MADRID, 24 May. (EUROPA PRESS9
Una nueva estrategia de desarrollo de vacunas contra la gripe puede predecir una vacuna contra la gripe estacional más precisa. Durante la temporada 2014-15 de la gripe, la mala correspondencia entre el virus utilizado para hacer las reservas de vacunas del mundo y el virus estacional que circula produjo una vacuna que era inferior al 20 por ciento de efectividad.
Aunque la vacuna de este año es una mucho mejor combinación contra las cepas estacionales circulantes de la gripe, la naturaleza furtiva del virus y la necesidad de recoger los virus empleados para hacer reservas de vacunas globales mucho antes del inicio de la temporada de gripe puede hacer de la selección de cepas vacunales una cuestión con mucha dificultad.
Ese proceso -que depende de la cuidadosa selección de las cepas de virus y la identificación de mutaciones en la parte del virus que reconoce células huésped de circulación- pronto podría aumentarse por un nuevo enfoque. Podría pronosticar con mayor precisión las mutaciones naturales que ayudan a los virus de la gripe estacional a esquivar la vacuna.
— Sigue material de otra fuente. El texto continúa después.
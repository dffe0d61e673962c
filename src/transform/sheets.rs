use crate::Assignment;
use serde::{Deserialize, Serialize};
use serde_json::{Number, Value};

pub const SHEET_COLUMNS: [&str; 13] = [
    "id",
    "class_code",
    "class_name",
    "title",
    "type",
    "status",
    "assigned_date",
    "due_date",
    "days_until_due",
    "priority",
    "points_possible",
    "estimated_hours",
    "url",
];

pub type SheetRow = [Value; SHEET_COLUMNS.len()];

/// One fixed-width row per assignment, in input order.
#[derive(Debug, Clone, Default, PartialEq, Serialize, Deserialize)]
#[serde(transparent)]
pub struct SheetsExport {
    pub rows: Vec<SheetRow>,
}

impl SheetsExport {
    pub fn len(&self) -> usize {
        self.rows.len()
    }

    pub fn is_empty(&self) -> bool {
        self.rows.is_empty()
    }
}

/// Missing text and numbers render as `""`; an unknown days-until-due is `null`.
pub(crate) fn sheet_row(assignment: &Assignment, days_until_due: Option<i64>) -> SheetRow {
    [
        Value::from(assignment.id.as_str()),
        Value::from(assignment.class_code()),
        Value::from(assignment.class_name()),
        Value::from(assignment.title()),
        Value::from(assignment.kind()),
        Value::from(assignment.status()),
        Value::from(assignment.assigned_date()),
        Value::from(assignment.due_date()),
        days_until_due.map_or(Value::Null, Value::from),
        Value::from(assignment.priority()),
        number_or_blank(&assignment.points_possible),
        number_or_blank(&assignment.estimated_hours),
        Value::from(assignment.url()),
    ]
}

/// Renders a cell as plain text, the way a spreadsheet shows it.
pub fn cell_text(cell: &Value) -> String {
    match cell {
        Value::String(s) => s.clone(),
        Value::Null => String::new(),
        other => other.to_string(),
    }
}

fn blank() -> Value {
    Value::String(String::new())
}

fn number_or_blank(value: &Option<Number>) -> Value {
    value.clone().map_or_else(blank, Value::Number)
}
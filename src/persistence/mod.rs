use crate::template::TemplateKind;
use serde_json::Error as SerdeJsonError;
use std::io;
use thiserror::Error;

#[derive(Debug, Error)]
pub enum ExportError {
    #[error("io error: {0}")]
    Io(#[from] io::Error),
    #[error("serialization error: {0}")]
    Serialization(#[from] SerdeJsonError),
    #[error("csv error: {0}")]
    Csv(#[from] csv::Error),
    #[error("{kind} template is missing its slot: {reason}")]
    TemplateShape { kind: TemplateKind, reason: String },
    #[error("invalid config: {0}")]
    Config(String),
}

impl ExportError {
    pub(crate) fn template_shape(kind: TemplateKind, reason: impl Into<String>) -> Self {
        Self::TemplateShape {
            kind,
            reason: reason.into(),
        }
    }
}

pub type ExportResult<T> = Result<T, ExportError>;

pub mod file;

pub use file::{
    load_assignments_from_json, load_platforms_from_json, load_template, save_assignments_to_json,
    save_sheet_to_csv, write_json_document,
};
use assignment_export::{
    Clock, ExportConfig, ExportError, ExportResult, FixedClock, JsonFileSource, SystemClock,
    TemplateKind, Transformer, export_all, load_platforms_from_json, scrape_all,
    source::AssignmentSource, write_json_document,
};
use chrono::DateTime;
use clap::{Parser, Subcommand};
use std::path::{Path, PathBuf};
use std::process::ExitCode;
use tracing_subscriber::EnvFilter;

#[derive(Parser)]
#[command(name = "cli")]
#[command(about = "Export assignments to spreadsheet, notion and todo formats", long_about = None)]
struct Cli {
    /// JSON config file (defaults to the built-in paths)
    #[arg(short, long, global = true)]
    config: Option<PathBuf>,

    /// Freeze "now" at an RFC 3339 timestamp
    #[arg(long, global = true)]
    now: Option<String>,

    /// Enable debug logging
    #[arg(short, long, global = true)]
    verbose: bool,

    #[command(subcommand)]
    command: Option<Commands>,
}

#[derive(Subcommand)]
enum Commands {
    /// Write all three export documents (default)
    Run,

    /// List assignments with their days until due and bucket
    Show,

    /// Run the platform scrapers listed in a platforms file
    Scrape {
        /// JSON file with a top-level `platforms` list
        platforms: PathBuf,
    },

    /// Write the default template skeletons into a directory
    InitTemplates {
        /// Target directory
        dir: PathBuf,
    },
}

fn init_tracing(verbose: bool) {
    let default = if verbose {
        "assignment_export=debug,cli=debug,info"
    } else {
        "assignment_export=info,cli=info,warn"
    };
    let filter = EnvFilter::try_from_default_env().unwrap_or_else(|_| EnvFilter::new(default));
    tracing_subscriber::fmt()
        .with_env_filter(filter)
        .with_target(false)
        .with_writer(std::io::stderr)
        .compact()
        .init();
}

fn load_config(path: Option<&Path>) -> ExportResult<ExportConfig> {
    match path {
        Some(path) => ExportConfig::load(path),
        None => Ok(ExportConfig::default()),
    }
}

fn clock_from(now: Option<&str>) -> ExportResult<Box<dyn Clock>> {
    match now {
        Some(raw) => {
            let now = DateTime::parse_from_rfc3339(raw)
                .map_err(|err| ExportError::Config(format!("invalid --now '{raw}': {err}")))?;
            Ok(Box::new(FixedClock::new(now)))
        }
        None => Ok(Box::new(SystemClock)),
    }
}

fn run(cli: Cli) -> ExportResult<()> {
    let config = load_config(cli.config.as_deref())?;
    let clock = clock_from(cli.now.as_deref())?;

    match cli.command.unwrap_or(Commands::Run) {
        Commands::Run => {
            let summary = export_all(&config, clock)?;
            println!("Exported {} assignments", summary.assignments);
            println!("  urgent   : {}", summary.urgent);
            println!("  important: {}", summary.important);
            println!("  regular  : {}", summary.regular);
            for kind in TemplateKind::ALL {
                println!("  {:<9}: {}", kind, config.outputs.get(kind).display());
            }
        }
        Commands::Show => {
            let assignments = JsonFileSource::new(&config.assignments_path).fetch()?;
            let transformer = Transformer::with_clock(clock);
            println!("{:<20} {:<26} {:>6}  {}", "id", "due_date", "days", "bucket");
            for assignment in &assignments {
                let days = transformer
                    .derive_days_until_due(assignment.due_date.as_deref())
                    .map(|d| d.to_string())
                    .unwrap_or_default();
                println!(
                    "{:<20} {:<26} {:>6}  {}",
                    assignment.id,
                    assignment.due_date(),
                    days,
                    transformer.categorize(assignment)
                );
            }
        }
        Commands::Scrape { platforms } => {
            let platforms = load_platforms_from_json(&platforms)?;
            let assignments = scrape_all(&platforms)?;
            println!("Total assignments scraped: {}", assignments.len());
        }
        Commands::InitTemplates { dir } => {
            for kind in TemplateKind::ALL {
                let path = dir.join(kind.file_name());
                write_json_document(&kind.default_skeleton(), &path)?;
                println!("Wrote {} template to {}", kind, path.display());
            }
        }
    }
    Ok(())
}

fn main() -> ExitCode {
    let cli = Cli::parse();
    init_tracing(cli.verbose);

    match run(cli) {
        Ok(()) => ExitCode::SUCCESS,
        Err(err) => {
            eprintln!("error: {err}");
            ExitCode::FAILURE
        }
    }
}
En un artículo publicado esta semana en 'Nature Microbiology', un equipo de investigadores dirigido por el virólogo Yoshihiro Kawaoka, de la Escuela de Medicina Veterinaria de la Universidad de Wisconsin-Madison, Estados Unidos, describe una nueva estrategia para predecir la evolución antigénica de los virus de la gripe en circulación y dar a la ciencia de la capacidad de anticiparse con mayor precisión las cepas de la gripe estacional. Se fomentaría una mayor correspondencia de los denominados "virus de la vacuna" que se utilizan para crear el suministro de vacunas del mundo.
En el enfoque Kawaoka y sus colegas se utilizaron técnicas que se han empleado comúnmente en virología durante los últimos 30 años y permitierona este equipo montar el virus de la gripe 2014 antes de la aparición de la epidemia. "Es la primera demostración de que es posible anticiparse con precisión en el laboratorio a las futuras cepas de la gripe estacional", explica Kawaoka, profesor de Ciencias Patobiológicas de la Universidad de Wisconsin-Madison y que también ocupa un puesto de docente en la Universidad de Tokio. "Podemos identificar las mutaciones que se producen en la naturaleza y hacer que esos virus estén disponible en el momento de la selección de (virus) - candidatos a vacuna", añade.
La gripe depende de su capacidad para cooptar las células de su huésped para replicarse y propagarse. Para obtener acceso a las células huésped, el virus utiliza una proteína de superficie conocida como hemaglutinina que, como una llave para una cerradura, abre la célula a la infección. Las vacunas previenen la infección al estimular al sistema inmune a crear anticuerpos que bloqueen eficazmente la cerradura, lo que hace el virus rediseñe la hemaglutinina mutando azar.
"Los virus de influenza mutan al azar --señala Kawaoka--. La única forma en la que el virus puede seguir circulando en los seres humanos es por mutaciones de la hemaglutinina". Para ir por delante del ritmo constante de mutaciones en el virus de la gripe circulantes, el grupo de Kawaoka montó bibliotecas de los virus H1N1 y H3N2 humanos a partir de aislados clínicos que poseían diversas mutaciones naturales al azar en la proteína hemaglutinina.
MAPEAR LOS VIRUS QUE EVADEN LOS ANTICUERPOS
Los investigadores juntaron los virus con anticuerpos para eliminar sólo a aquellos que habían acumulado suficientes mutaciones para evadir el anticuerpo. Como se conocen las fuentes de los virus, podrían asignarse patrones de mutación usando "cartografía antigénica".
El mapeo, dice Kawaoka, identifica grupos de virus que ofrecen nuevas mutaciones que, según el nuevo estudio, pueden predecir con eficacia las características moleculares del próximo virus de la gripe estacional. Tal predicción, señala Kawaoka, podría utilizarse para desarrollar más eficazmente arsenales del virus de la vacuna que el mundo necesita cada temporada de gripe.
Cada año la Organización Mundial de la Salud (OMS), comparando los datos de secuencia genética y antigénica, hace recomendaciones sobre las cepas de la gripe que circulan que deben formar parte de la vacuna. El método descrito por Kawaoka y sus colegas es conceptualmente diferente en que imita las mutaciones que ocurren en la naturaleza y acelera su acumulación en la proteína hemaglutinina crítica.
"Nuestro método, por tanto, puede mejorar el proceso de selección de vacuna contra la influenza que el usado actualmente por la OMS", concluye Kawaoka y su equipoen el artículo de 'Nature Microbiology'. "Estos estudios de selección in vitro son altamente predictivos de la evolución antigénica de los virus H1N1 y H3N2 en las poblaciones humanas", agregan.